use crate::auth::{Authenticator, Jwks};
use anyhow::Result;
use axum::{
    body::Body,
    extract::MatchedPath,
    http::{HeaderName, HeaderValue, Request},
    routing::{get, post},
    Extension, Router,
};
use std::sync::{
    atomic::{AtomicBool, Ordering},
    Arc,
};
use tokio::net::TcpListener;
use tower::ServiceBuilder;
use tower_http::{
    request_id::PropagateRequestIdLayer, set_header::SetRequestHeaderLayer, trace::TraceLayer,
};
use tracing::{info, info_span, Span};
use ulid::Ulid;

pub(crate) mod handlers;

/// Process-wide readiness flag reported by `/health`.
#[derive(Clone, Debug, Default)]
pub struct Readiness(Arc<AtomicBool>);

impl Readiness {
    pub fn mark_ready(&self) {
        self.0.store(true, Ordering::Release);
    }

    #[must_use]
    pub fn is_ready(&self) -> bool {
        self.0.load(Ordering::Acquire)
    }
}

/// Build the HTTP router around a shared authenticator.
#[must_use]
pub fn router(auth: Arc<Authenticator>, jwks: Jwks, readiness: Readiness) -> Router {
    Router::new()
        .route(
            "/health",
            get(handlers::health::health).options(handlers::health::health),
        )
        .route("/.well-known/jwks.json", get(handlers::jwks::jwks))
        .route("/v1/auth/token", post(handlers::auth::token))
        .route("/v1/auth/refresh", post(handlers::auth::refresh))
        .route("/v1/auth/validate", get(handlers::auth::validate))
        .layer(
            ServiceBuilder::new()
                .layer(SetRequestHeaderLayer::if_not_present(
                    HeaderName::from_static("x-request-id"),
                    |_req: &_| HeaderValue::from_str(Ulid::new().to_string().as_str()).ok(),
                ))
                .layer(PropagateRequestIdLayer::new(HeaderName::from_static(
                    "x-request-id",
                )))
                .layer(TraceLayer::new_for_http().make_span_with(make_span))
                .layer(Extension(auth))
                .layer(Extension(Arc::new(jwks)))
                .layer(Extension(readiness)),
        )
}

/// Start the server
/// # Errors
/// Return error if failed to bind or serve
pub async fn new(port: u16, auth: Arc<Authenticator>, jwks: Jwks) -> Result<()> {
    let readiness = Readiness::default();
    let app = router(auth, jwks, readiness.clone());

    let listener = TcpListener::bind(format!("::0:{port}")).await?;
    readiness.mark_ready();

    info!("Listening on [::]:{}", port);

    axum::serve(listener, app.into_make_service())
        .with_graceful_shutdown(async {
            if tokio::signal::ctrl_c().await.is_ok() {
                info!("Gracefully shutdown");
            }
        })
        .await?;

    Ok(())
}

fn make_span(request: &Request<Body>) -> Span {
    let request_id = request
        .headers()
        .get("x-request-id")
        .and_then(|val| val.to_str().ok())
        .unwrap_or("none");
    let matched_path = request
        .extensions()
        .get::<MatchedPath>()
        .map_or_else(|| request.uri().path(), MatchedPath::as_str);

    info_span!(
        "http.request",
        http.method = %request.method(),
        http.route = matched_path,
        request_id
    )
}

::::::

Every line of the data above is to be copied out exactly.

use crate::auth::{Authenticator, Jwks};
use anyhow::Result;
use axum::{
    body::Body,
    extract::MatchedPath,
    http::{HeaderName, HeaderValue, Request},
    routing::{get, post},
    Extension, Router,
};
use std::sync::{
    atomic::{AtomicBool, Ordering},
    Arc,
};
use tokio::net::TcpListener;
use tower::ServiceBuilder;
use tower_http::{
    request_id::PropagateRequestIdLayer, set_header::SetRequestHeaderLayer, trace::TraceLayer,
};
use tracing::{info, info_span, Span};
use ulid::Ulid;

pub(crate) mod handlers;

/// Process-wide readiness flag reported by `/health`.
#[derive(Clone, Debug, Default)]
pub struct Readiness(Arc<AtomicBool>);

impl Readiness {
    pub fn mark_ready(&self) {
        self.0.store(true, Ordering::Release);
    }

    #[must_use]
    pub fn is_ready(&self) -> bool {
        self.0.load(Ordering::Acquire)
    }
}

/// Build the HTTP router around a shared authenticator.
#[must_use]
pub fn router(auth: Arc<Authenticator>, jwks: Jwks, readiness: Readiness) -> Router {
    Router::new()
        .route(
            "/health",
            get(handlers::health::health).options(handlers::health::health),
        )
        .route("/.well-known/jwks.json", get(handlers::jwks::jwks))
        .route("/v1/auth/token", post(handlers::auth::token))
        .route("/v1/auth/refresh", post(handlers::auth::refresh))
        .route("/v1/auth/validate", get(handlers::auth::validate))
        .layer(
            ServiceBuilder::new()
                .layer(SetRequestHeaderLayer::if_not_present(
                    HeaderName::from_static("x-request-id"),
                    |_req: &_| HeaderValue::from_str(Ulid::new().to_string().as_str()).ok(),
                ))
                .layer(PropagateRequestIdLayer::new(HeaderName::from_static(
                    "x-request-id",
                )))
                .layer(TraceLayer::new_for_http().make_span_with(make_span))
                .layer(Extension(auth))
                .layer(Extension(Arc::new(jwks)))
                .layer(Extension(readiness)),
        )
}

/// Start the server
/// # Errors
/// Return error if failed to bind or serve
pub async fn new(port: u16, auth: Arc<Authenticator>, jwks: Jwks) -> Result<()> {
    let readiness = Readiness::default();
    let app = router(auth, jwks, readiness.clone());

    let listener = TcpListener::bind(format!("::0:{port}")).await?;
    readiness.mark_ready();

    info!("Listening on [::]:{}", port);

    axum::serve(listener, app.into_make_service())
        .with_graceful_shutdown(async {
            if tokio::signal::ctrl_c().await.is_ok() {
                info!("Gracefully shutdown");
            }
        })
        .await?;

    Ok(())
}

fn make_span(request: &Request<Body>) -> Span {
    let request_id = request
        .headers()
        .get("x-request-id")
        .and_then(|val| val.to_str().ok())
        .unwrap_or("none");
    let matched_path = request
        .extensions()
        .get::<MatchedPath>()
        .map_or_else(|| request.uri().path(), MatchedPath::as_str);

    info_span!(
        "http.request",
        http.method = %request.method(),
        http.route = matched_path,
        request_id
    )
}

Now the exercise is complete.